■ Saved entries
# # # # #
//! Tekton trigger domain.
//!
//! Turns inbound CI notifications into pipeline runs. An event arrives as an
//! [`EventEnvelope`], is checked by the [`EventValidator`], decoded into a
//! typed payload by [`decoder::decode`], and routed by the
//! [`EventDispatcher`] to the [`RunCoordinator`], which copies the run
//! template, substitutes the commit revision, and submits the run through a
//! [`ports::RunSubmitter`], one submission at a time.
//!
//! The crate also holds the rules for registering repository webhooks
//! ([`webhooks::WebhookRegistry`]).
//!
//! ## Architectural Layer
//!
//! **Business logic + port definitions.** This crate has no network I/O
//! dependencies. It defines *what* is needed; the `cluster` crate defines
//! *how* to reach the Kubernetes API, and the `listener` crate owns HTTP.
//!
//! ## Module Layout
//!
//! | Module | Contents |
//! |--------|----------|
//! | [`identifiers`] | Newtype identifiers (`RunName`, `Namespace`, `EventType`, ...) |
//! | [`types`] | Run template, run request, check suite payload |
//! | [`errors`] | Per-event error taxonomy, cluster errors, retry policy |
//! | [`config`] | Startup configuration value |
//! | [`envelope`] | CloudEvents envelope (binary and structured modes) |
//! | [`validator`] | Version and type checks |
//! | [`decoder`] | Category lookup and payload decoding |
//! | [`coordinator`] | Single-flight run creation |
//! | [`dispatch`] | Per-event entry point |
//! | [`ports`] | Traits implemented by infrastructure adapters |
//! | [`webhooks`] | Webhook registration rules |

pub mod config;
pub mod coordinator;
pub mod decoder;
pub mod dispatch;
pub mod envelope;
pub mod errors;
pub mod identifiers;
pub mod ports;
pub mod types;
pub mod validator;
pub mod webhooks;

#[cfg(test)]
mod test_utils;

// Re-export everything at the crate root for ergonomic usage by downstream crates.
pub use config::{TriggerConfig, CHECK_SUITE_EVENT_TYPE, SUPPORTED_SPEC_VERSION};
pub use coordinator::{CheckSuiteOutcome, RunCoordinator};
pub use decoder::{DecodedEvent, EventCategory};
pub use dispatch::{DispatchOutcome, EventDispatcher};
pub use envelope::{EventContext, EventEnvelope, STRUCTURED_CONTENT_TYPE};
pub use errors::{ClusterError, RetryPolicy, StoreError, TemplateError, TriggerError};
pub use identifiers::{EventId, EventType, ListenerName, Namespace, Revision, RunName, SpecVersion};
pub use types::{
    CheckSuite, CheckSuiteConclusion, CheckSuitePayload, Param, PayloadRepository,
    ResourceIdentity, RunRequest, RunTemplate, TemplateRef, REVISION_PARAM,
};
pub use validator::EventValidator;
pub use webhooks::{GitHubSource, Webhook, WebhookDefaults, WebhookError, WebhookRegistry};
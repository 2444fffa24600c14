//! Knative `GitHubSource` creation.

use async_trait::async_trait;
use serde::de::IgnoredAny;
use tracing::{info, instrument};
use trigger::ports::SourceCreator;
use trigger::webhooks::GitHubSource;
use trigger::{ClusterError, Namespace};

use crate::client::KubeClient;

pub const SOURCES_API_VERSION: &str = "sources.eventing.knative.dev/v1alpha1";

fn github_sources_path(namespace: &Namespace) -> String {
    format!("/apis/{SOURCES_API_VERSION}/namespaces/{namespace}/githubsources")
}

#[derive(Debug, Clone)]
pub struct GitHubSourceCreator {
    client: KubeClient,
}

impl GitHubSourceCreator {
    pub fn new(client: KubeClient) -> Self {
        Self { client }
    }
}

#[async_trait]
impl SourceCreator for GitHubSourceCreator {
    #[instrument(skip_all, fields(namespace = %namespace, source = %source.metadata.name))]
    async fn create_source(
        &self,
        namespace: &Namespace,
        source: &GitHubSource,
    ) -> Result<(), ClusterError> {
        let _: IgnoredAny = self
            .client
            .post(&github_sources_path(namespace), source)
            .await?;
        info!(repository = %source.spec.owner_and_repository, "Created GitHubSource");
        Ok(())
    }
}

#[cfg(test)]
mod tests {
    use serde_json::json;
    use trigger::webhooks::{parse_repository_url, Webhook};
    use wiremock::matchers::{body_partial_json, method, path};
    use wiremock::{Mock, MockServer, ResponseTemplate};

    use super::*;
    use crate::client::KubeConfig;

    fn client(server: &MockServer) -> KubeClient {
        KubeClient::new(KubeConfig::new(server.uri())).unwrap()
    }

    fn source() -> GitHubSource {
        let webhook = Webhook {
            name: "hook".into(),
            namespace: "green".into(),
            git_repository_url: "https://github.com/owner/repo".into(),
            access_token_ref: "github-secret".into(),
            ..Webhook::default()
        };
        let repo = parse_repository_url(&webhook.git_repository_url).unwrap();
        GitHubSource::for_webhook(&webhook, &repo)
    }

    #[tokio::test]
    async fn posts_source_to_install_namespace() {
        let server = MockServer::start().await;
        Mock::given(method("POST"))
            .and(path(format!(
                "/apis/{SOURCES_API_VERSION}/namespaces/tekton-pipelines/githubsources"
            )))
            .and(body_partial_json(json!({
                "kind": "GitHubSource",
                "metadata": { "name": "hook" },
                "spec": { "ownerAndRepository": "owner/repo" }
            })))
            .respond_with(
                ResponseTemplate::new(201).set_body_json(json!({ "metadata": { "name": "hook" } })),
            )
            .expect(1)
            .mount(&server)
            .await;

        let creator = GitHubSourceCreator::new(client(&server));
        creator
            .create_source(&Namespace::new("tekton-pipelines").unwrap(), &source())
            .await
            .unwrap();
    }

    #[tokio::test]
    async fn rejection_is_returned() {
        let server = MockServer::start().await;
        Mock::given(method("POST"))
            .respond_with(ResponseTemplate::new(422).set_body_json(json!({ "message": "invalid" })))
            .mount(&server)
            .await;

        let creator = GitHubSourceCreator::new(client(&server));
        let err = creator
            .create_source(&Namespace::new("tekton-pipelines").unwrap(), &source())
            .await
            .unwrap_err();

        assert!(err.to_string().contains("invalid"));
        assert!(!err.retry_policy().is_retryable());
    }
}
# # # # #
■ DIRECTIONS FOR THIS TASK
Would you set down all the lines above, exactly and in full?

■ TASK OUTPUT
//! Tekton trigger domain.
//!
//! Turns inbound CI notifications into pipeline runs. An event arrives as an
//! [`EventEnvelope`], is checked by the [`EventValidator`], decoded into a
//! typed payload by [`decoder::decode`], and routed by the
//! [`EventDispatcher`] to the [`RunCoordinator`], which copies the run
//! template, substitutes the commit revision, and submits the run through a
//! [`ports::RunSubmitter`], one submission at a time.
//!
//! The crate also holds the rules for registering repository webhooks
//! ([`webhooks::WebhookRegistry`]).
//!
//! ## Architectural Layer
//!
//! **Business logic + port definitions.** This crate has no network I/O
//! dependencies. It defines *what* is needed; the `cluster` crate defines
//! *how* to reach the Kubernetes API, and the `listener` crate owns HTTP.
//!
//! ## Module Layout
//!
//! | Module | Contents |
//! |--------|----------|
//! | [`identifiers`] | Newtype identifiers (`RunName`, `Namespace`, `EventType`, ...) |
//! | [`types`] | Run template, run request, check suite payload |
//! | [`errors`] | Per-event error taxonomy, cluster errors, retry policy |
//! | [`config`] | Startup configuration value |
//! | [`envelope`] | CloudEvents envelope (binary and structured modes) |
//! | [`validator`] | Version and type checks |
//! | [`decoder`] | Category lookup and payload decoding |
//! | [`coordinator`] | Single-flight run creation |
//! | [`dispatch`] | Per-event entry point |
//! | [`ports`] | Traits implemented by infrastructure adapters |
//! | [`webhooks`] | Webhook registration rules |

pub mod config;
pub mod coordinator;
pub mod decoder;
pub mod dispatch;
pub mod envelope;
pub mod errors;
pub mod identifiers;
pub mod ports;
pub mod types;
pub mod validator;
pub mod webhooks;

#[cfg(test)]
mod test_utils;

// Re-export everything at the crate root for ergonomic usage by downstream crates.
pub use config::{TriggerConfig, CHECK_SUITE_EVENT_TYPE, SUPPORTED_SPEC_VERSION};
pub use coordinator::{CheckSuiteOutcome, RunCoordinator};
pub use decoder::{DecodedEvent, EventCategory};
pub use dispatch::{DispatchOutcome, EventDispatcher};
pub use envelope::{EventContext, EventEnvelope, STRUCTURED_CONTENT_TYPE};
pub use errors::{ClusterError, RetryPolicy, StoreError, TemplateError, TriggerError};
pub use identifiers::{EventId, EventType, ListenerName, Namespace, Revision, RunName, SpecVersion};
pub use types::{
    CheckSuite, CheckSuiteConclusion, CheckSuitePayload, Param, PayloadRepository,
    ResourceIdentity, RunRequest, RunTemplate, TemplateRef, REVISION_PARAM,
};
pub use validator::EventValidator;
pub use webhooks::{GitHubSource, Webhook, WebhookDefaults, WebhookError, WebhookRegistry};
repository 2444fffa24600c14
//! Knative `GitHubSource` creation.

use async_trait::async_trait;
use serde::de::IgnoredAny;
use tracing::{info, instrument};
use trigger::ports::SourceCreator;
use trigger::webhooks::GitHubSource;
use trigger::{ClusterError, Namespace};

use crate::client::KubeClient;

pub const SOURCES_API_VERSION: &str = "sources.eventing.knative.dev/v1alpha1";

fn github_sources_path(namespace: &Namespace) -> String {
    format!("/apis/{SOURCES_API_VERSION}/namespaces/{namespace}/githubsources")
}

#[derive(Debug, Clone)]
pub struct GitHubSourceCreator {
    client: KubeClient,
}

impl GitHubSourceCreator {
    pub fn new(client: KubeClient) -> Self {
        Self { client }
    }
}

#[async_trait]
impl SourceCreator for GitHubSourceCreator {
    #[instrument(skip_all, fields(namespace = %namespace, source = %source.metadata.name))]
    async fn create_source(
        &self,
        namespace: &Namespace,
        source: &GitHubSource,
    ) -> Result<(), ClusterError> {
        let _: IgnoredAny = self
            .client
            .post(&github_sources_path(namespace), source)
            .await?;
        info!(repository = %source.spec.owner_and_repository, "Created GitHubSource");
        Ok(())
    }
}

#[cfg(test)]
mod tests {
    use serde_json::json;
    use trigger::webhooks::{parse_repository_url, Webhook};
    use wiremock::matchers::{body_partial_json, method, path};
    use wiremock::{Mock, MockServer, ResponseTemplate};

    use super::*;
    use crate::client::KubeConfig;

    fn client(server: &MockServer) -> KubeClient {
        KubeClient::new(KubeConfig::new(server.uri())).unwrap()
    }

    fn source() -> GitHubSource {
        let webhook = Webhook {
            name: "hook".into(),
            namespace: "green".into(),
            git_repository_url: "https://github.com/owner/repo".into(),
            access_token_ref: "github-secret".into(),
            ..Webhook::default()
        };
        let repo = parse_repository_url(&webhook.git_repository_url).unwrap();
        GitHubSource::for_webhook(&webhook, &repo)
    }

    #[tokio::test]
    async fn posts_source_to_install_namespace() {
        let server = MockServer::start().await;
        Mock::given(method("POST"))
            .and(path(format!(
                "/apis/{SOURCES_API_VERSION}/namespaces/tekton-pipelines/githubsources"
            )))
            .and(body_partial_json(json!({
                "kind": "GitHubSource",
                "metadata": { "name": "hook" },
                "spec": { "ownerAndRepository": "owner/repo" }
            })))
            .respond_with(
                ResponseTemplate::new(201).set_body_json(json!({ "metadata": { "name": "hook" } })),
            )
            .expect(1)
            .mount(&server)
            .await;

        let creator = GitHubSourceCreator::new(client(&server));
        creator
            .create_source(&Namespace::new("tekton-pipelines").unwrap(), &source())
            .await
            .unwrap();
    }

    #[tokio::test]
    async fn rejection_is_returned() {
        let server = MockServer::start().await;
        Mock::given(method("POST"))
            .respond_with(ResponseTemplate::new(422).set_body_json(json!({ "message": "invalid" })))
            .mount(&server)
            .await;

        let creator = GitHubSourceCreator::new(client(&server));
        let err = creator
            .create_source(&Namespace::new("tekton-pipelines").unwrap(), &source())
            .await
            .unwrap_err();

        assert!(err.to_string().contains("invalid"));
        assert!(!err.retry_policy().is_retryable());
    }
}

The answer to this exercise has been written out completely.